[[ DATASET, beginning ]]
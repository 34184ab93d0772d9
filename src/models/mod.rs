pub mod common;
pub mod errors;
pub mod logs;
pub mod proto;
pub mod rpc;
pub mod tasks;
pub mod transactions;
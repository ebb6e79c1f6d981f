//! Centralized observability utilities for structured logging
//!
//! Every request attempt made by the executor is logged through this layer.
//! With the `trace` feature, [`init_tracing`] installs a subscriber that
//! honours `RUST_LOG`.

use mint_transport::{HttpRequest, RequestBody};
use std::time::{Duration, Instant};
use tracing::{debug, info, warn};

/// HTTP request metadata for structured logging
#[derive(Debug, Clone)]
pub struct RequestMetadata {
    /// HTTP method (GET or POST)
    pub method: &'static str,
    /// Request path
    pub path: String,
    /// Number of form fields, or `None` for other bodies
    pub form_fields: Option<usize>,
}

impl RequestMetadata {
    /// Metadata describing an outgoing request. The query string is left out
    /// since it can carry coordinates.
    pub fn from_request(request: &HttpRequest) -> Self {
        let path = url::Url::parse(request.url())
            .map(|url| url.path().to_string())
            .unwrap_or_else(|_| request.url().to_string());

        Self {
            method: request.method().as_str(),
            path,
            form_fields: match request.body() {
                Some(RequestBody::Form(pairs)) => Some(pairs.len()),
                _ => None,
            },
        }
    }

    /// Log request being sent
    pub fn log_request(&self, attempt: u32) {
        debug!(
            method = self.method,
            path = %self.path,
            form_fields = self.form_fields,
            attempt,
            "Sending HTTP request"
        );
    }
}

/// HTTP response metadata for structured logging
#[derive(Debug, Clone)]
pub struct ResponseMetadata {
    /// HTTP status code, `None` if no response arrived
    pub status: Option<u16>,
    /// Time elapsed for the attempt
    pub elapsed: Duration,
    /// 1-indexed attempt number
    pub attempt: u32,
}

impl ResponseMetadata {
    /// Create new response metadata
    pub fn new(status: Option<u16>, elapsed: Duration, attempt: u32) -> Self {
        Self {
            status,
            elapsed,
            attempt,
        }
    }

    /// Log successful response
    pub fn log_success(&self, request: &RequestMetadata) {
        info!(
            method = request.method,
            path = %request.path,
            status = self.status,
            elapsed_ms = self.elapsed.as_millis() as u64,
            attempt = self.attempt,
            "HTTP request succeeded"
        );
    }

    /// Log failed response
    pub fn log_error(&self, request: &RequestMetadata, error: &str) {
        warn!(
            method = request.method,
            path = %request.path,
            status = self.status,
            elapsed_ms = self.elapsed.as_millis() as u64,
            error = %error,
            attempt = self.attempt,
            "HTTP request failed"
        );
    }
}

/// Timer for measuring request duration
pub struct RequestTimer {
    start: Instant,
}

impl RequestTimer {
    /// Start a new timer
    pub fn start() -> Self {
        Self {
            start: Instant::now(),
        }
    }

    /// Get elapsed duration
    pub fn elapsed(&self) -> Duration {
        self.start.elapsed()
    }
}

/// Log a call refused before reaching the network
pub fn log_precondition_failed(operation: &str, reason: &str) {
    debug!(operation, reason = %reason, "Precondition failed, no request sent");
}

/// Install a global `tracing` subscriber filtered by `RUST_LOG`.
///
/// Defaults to `mint_api=info` when `RUST_LOG` is unset. Calling it more than
/// once is harmless: only the first subscriber is installed.
#[cfg(feature = "trace")]
#[cfg_attr(docsrs, doc(cfg(feature = "trace")))]
pub fn init_tracing() {
    use tracing_subscriber::EnvFilter;

    let filter = EnvFilter::try_from_default_env().unwrap_or_else(|_| EnvFilter::new("mint_api=info"));
    let _ = tracing_subscriber::fmt().with_env_filter(filter).try_init();
}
[[ DATASET, end ]]
-- TASK OBJECTIVE --
Please provide an exact transcription of each line from the one holding "reaching the network" through the final line of the data above.

-- SOLUTION FOR THIS EXERCISE --
/// Log a call refused before reaching the network
pub fn log_precondition_failed(operation: &str, reason: &str) {
    debug!(operation, reason = %reason, "Precondition failed, no request sent");
}

/// Install a global `tracing` subscriber filtered by `RUST_LOG`.
///
/// Defaults to `mint_api=info` when `RUST_LOG` is unset. Calling it more than
/// once is harmless: only the first subscriber is installed.
#[cfg(feature = "trace")]
#[cfg_attr(docsrs, doc(cfg(feature = "trace")))]
pub fn init_tracing() {
    use tracing_subscriber::EnvFilter;

    let filter = EnvFilter::try_from_default_env().unwrap_or_else(|_| EnvFilter::new("mint_api=info"));
    let _ = tracing_subscriber::fmt().with_env_filter(filter).try_init();
}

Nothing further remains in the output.